PolitiFact ruled "Mostly False" a claim from the Mitt Romney campaign that women as a group have suffered 92.3 percent of the net job losses under Obama's presidency. That ruling brought a swift and stern response from the Romney campaign.
Hemingway filed the battle report:
Given that PolitiFact says Romney's numbers check out, how the heck did PolitiFact then conclude Romney's statement is "mostly false"? Well, they did what fact checkers habitually do whenever they find something factually correct but politically disagreeable—kick up a bunch of irrelevant contextual dirt and lean on some biased sources. Which is why PolitiFact's own language here is absurd: "We found that though the numbers are accurate, their reading of them isn’t" and "The numbers are accurate but quite misleading." I would also note that my friend Glenn Kessler, the fact checker at the Washington Post, evaluated the same claim and deemed it "TRUE BUT FALSE." I do hope that if media fact checkers expect to retain any credibility to evaluate basic empirical claims, they're aware that this kind of Orwellian doublespeak is going to make them a laughingstock.Read the whole thing, because Hemingway's just warming up with the above.

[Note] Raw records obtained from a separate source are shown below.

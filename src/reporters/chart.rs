//! SVG bar chart of batch risk scores
//!
//! One bar per statement in rank order, colored by verdict band, with a
//! dashed reference line at the high-risk threshold.

use super::html::html_escape;
use crate::models::Verdict;
use std::fmt::Write;

/// Default chart file name
pub const DEFAULT_CHART_PATH: &str = "batch_risk_analysis.svg";

const HEIGHT: usize = 420;
const MARGIN_LEFT: usize = 70;
const MARGIN_RIGHT: usize = 30;
const MARGIN_TOP: usize = 60;
const MARGIN_BOTTOM: usize = 130;
const SLOT: usize = 64;
const MIN_WIDTH: usize = 640;
const HIGH_RISK_LINE: u32 = 70;

fn bar_color(score: u32) -> &'static str {
    match Verdict::from_score(score) {
        Verdict::High => "#e74c3c",
        Verdict::Moderate => "#f39c12",
        Verdict::Low => "#27ae60",
    }
}

/// Render `(file name, risk score)` pairs as a standalone SVG document
pub fn render_svg(scores: &[(&str, u32)]) -> String {
    let plot_w = (scores.len() * SLOT).max(MIN_WIDTH - MARGIN_LEFT - MARGIN_RIGHT);
    let width = MARGIN_LEFT + plot_w + MARGIN_RIGHT;
    let plot_h = HEIGHT - MARGIN_TOP - MARGIN_BOTTOM;
    let base_y = MARGIN_TOP + plot_h;
    let y_of = |score: u32| base_y as f64 - score.min(100) as f64 / 100.0 * plot_h as f64;

    let mut svg = String::new();
    let _ = write!(
        svg,
        "<svg xmlns=\"http://www.w3.org/2000/svg\" width=\"{width}\" height=\"{HEIGHT}\" viewBox=\"0 0 {width} {HEIGHT}\">\n"
    );
    svg.push_str(
        "<style>text{font-family:'Segoe UI',Tahoma,Verdana,sans-serif;fill:#333}\
.title{font-size:16px;font-weight:bold}.tick{font-size:11px;fill:#64748b}\
.label{font-size:11px}.axis{font-size:12px}</style>\n",
    );
    let _ = write!(svg, "<rect width=\"{width}\" height=\"{HEIGHT}\" fill=\"white\"/>\n");
    let _ = write!(
        svg,
        "<text x=\"{}\" y=\"30\" text-anchor=\"middle\" class=\"title\">Batch Risk Distribution Across Statements</text>\n",
        width / 2
    );

    // Grid and y ticks
    for tick in (0..=100).step_by(20) {
        let y = y_of(tick);
        let _ = write!(
            svg,
            "<line x1=\"{MARGIN_LEFT}\" y1=\"{y:.1}\" x2=\"{}\" y2=\"{y:.1}\" stroke=\"#edf2f7\"/>\n\
<text x=\"{}\" y=\"{:.1}\" text-anchor=\"end\" class=\"tick\">{tick}</text>\n",
            MARGIN_LEFT + plot_w,
            MARGIN_LEFT - 8,
            y + 4.0
        );
    }
    let _ = write!(
        svg,
        "<text x=\"18\" y=\"{}\" text-anchor=\"middle\" class=\"axis\" transform=\"rotate(-90 18 {})\">Risk Score</text>\n",
        MARGIN_TOP + plot_h / 2,
        MARGIN_TOP + plot_h / 2
    );

    if scores.is_empty() {
        let _ = write!(
            svg,
            "<text x=\"{}\" y=\"{}\" text-anchor=\"middle\" class=\"axis\">No statements to chart</text>\n",
            MARGIN_LEFT + plot_w / 2,
            MARGIN_TOP + plot_h / 2
        );
    }

    let bar_w = SLOT * 2 / 3;
    for (i, (name, score)) in scores.iter().enumerate() {
        let x = MARGIN_LEFT + i * SLOT + (SLOT - bar_w) / 2;
        let top = y_of(*score);
        let cx = x + bar_w / 2;
        let label_y = base_y + 14;
        let _ = write!(
            svg,
            "<rect x=\"{x}\" y=\"{top:.1}\" width=\"{bar_w}\" height=\"{:.1}\" fill=\"{}\"><title>{}: {score}</title></rect>\n\
<text x=\"{cx}\" y=\"{label_y}\" text-anchor=\"end\" class=\"label\" transform=\"rotate(-45 {cx} {label_y})\">{}</text>\n",
            base_y as f64 - top,
            bar_color(*score),
            html_escape(name),
            html_escape(name)
        );
    }

    // High risk threshold
    let y = y_of(HIGH_RISK_LINE);
    let _ = write!(
        svg,
        "<line x1=\"{MARGIN_LEFT}\" y1=\"{y:.1}\" x2=\"{}\" y2=\"{y:.1}\" stroke=\"red\" stroke-opacity=\"0.5\" stroke-dasharray=\"6 4\"/>\n\
<text x=\"{}\" y=\"{:.1}\" text-anchor=\"end\" class=\"tick\" fill=\"red\">High Risk</text>\n",
        MARGIN_LEFT + plot_w,
        MARGIN_LEFT + plot_w,
        y - 4.0
    );
    let _ = write!(
        svg,
        "<line x1=\"{MARGIN_LEFT}\" y1=\"{base_y}\" x2=\"{}\" y2=\"{base_y}\" stroke=\"#333\"/>\n",
        MARGIN_LEFT + plot_w
    );

    svg.push_str("</svg>\n");
    svg
}
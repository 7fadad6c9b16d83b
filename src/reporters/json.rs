//! JSON reporter
//!
//! Outputs reports, comparisons and rankings as pretty-printed JSON.
//! Useful for machine consumption, piping to jq, or further processing.

use anyhow::Result;
use serde::Serialize;

/// Render any report value as JSON
pub fn render<T: Serialize + ?Sized>(value: &T) -> Result<String> {
    Ok(serde_json::to_string_pretty(value)?)
}

#[cfg(test)]
mod tests {
    use super::*;
    use crate::compare::compare;
    use crate::engine::MetricsEngine;
    use crate::reporters::tests::test_report;

    #[test]
    fn test_json_render_valid() {
        let report = test_report();
        let json_str = render(&report).expect("render JSON");
        let parsed: serde_json::Value = serde_json::from_str(&json_str).expect("parse JSON");
        assert_eq!(parsed["risk_score"], 20);
        assert_eq!(parsed["verdict"], "low");
        assert_eq!(parsed["total_words"], 9);
        assert_eq!(parsed["categories"][0]["category"], "self_reference");
        assert_eq!(parsed["categories"][0]["status"], "ok");
        assert_eq!(parsed["categories"][2]["status"], "warning");
        let temporal = parsed["found_phrases"]["temporal_discontinuity"]
            .as_array()
            .expect("phrase array");
        assert_eq!(temporal.len(), 2);
    }

    #[test]
    fn test_json_comparison() {
        let engine = MetricsEngine::standard().unwrap();
        let cmp = compare(&engine, "I left then.", "I left then.").unwrap();
        let parsed: serde_json::Value =
            serde_json::from_str(&render(&cmp).unwrap()).expect("parse JSON");
        assert_eq!(parsed["more_credible"], "second");
        assert_eq!(parsed["tied"], true);
        assert!(parsed["first"]["densities"].is_object());
    }
}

The above point, that PolitiFact appears absurd for ruling a true statement "Mostly False" probably can't receive enough emphasis. PolitiFact's rating system provides no description fitting this type of rating. If the results make it look like PolitiFact isn't categorizing claims according to whether they fit some type of established objective criteria, it's probably because that's the way it is.
PolitiFact's response to the complaint from the Romney campaign deserves a closer look:
We considered the complaint and interviewed four other economists, none of whom have formal or financial ties to any campaigns. Our additional reporting found no reason to change our ruling, which remains at Mostly False.Two words: Fig leaf.
The point is that the original reporting didn't justify the ruling. If PolitiFact can't see that then it's no surprise that additional reporting fails to sway its made-up mind.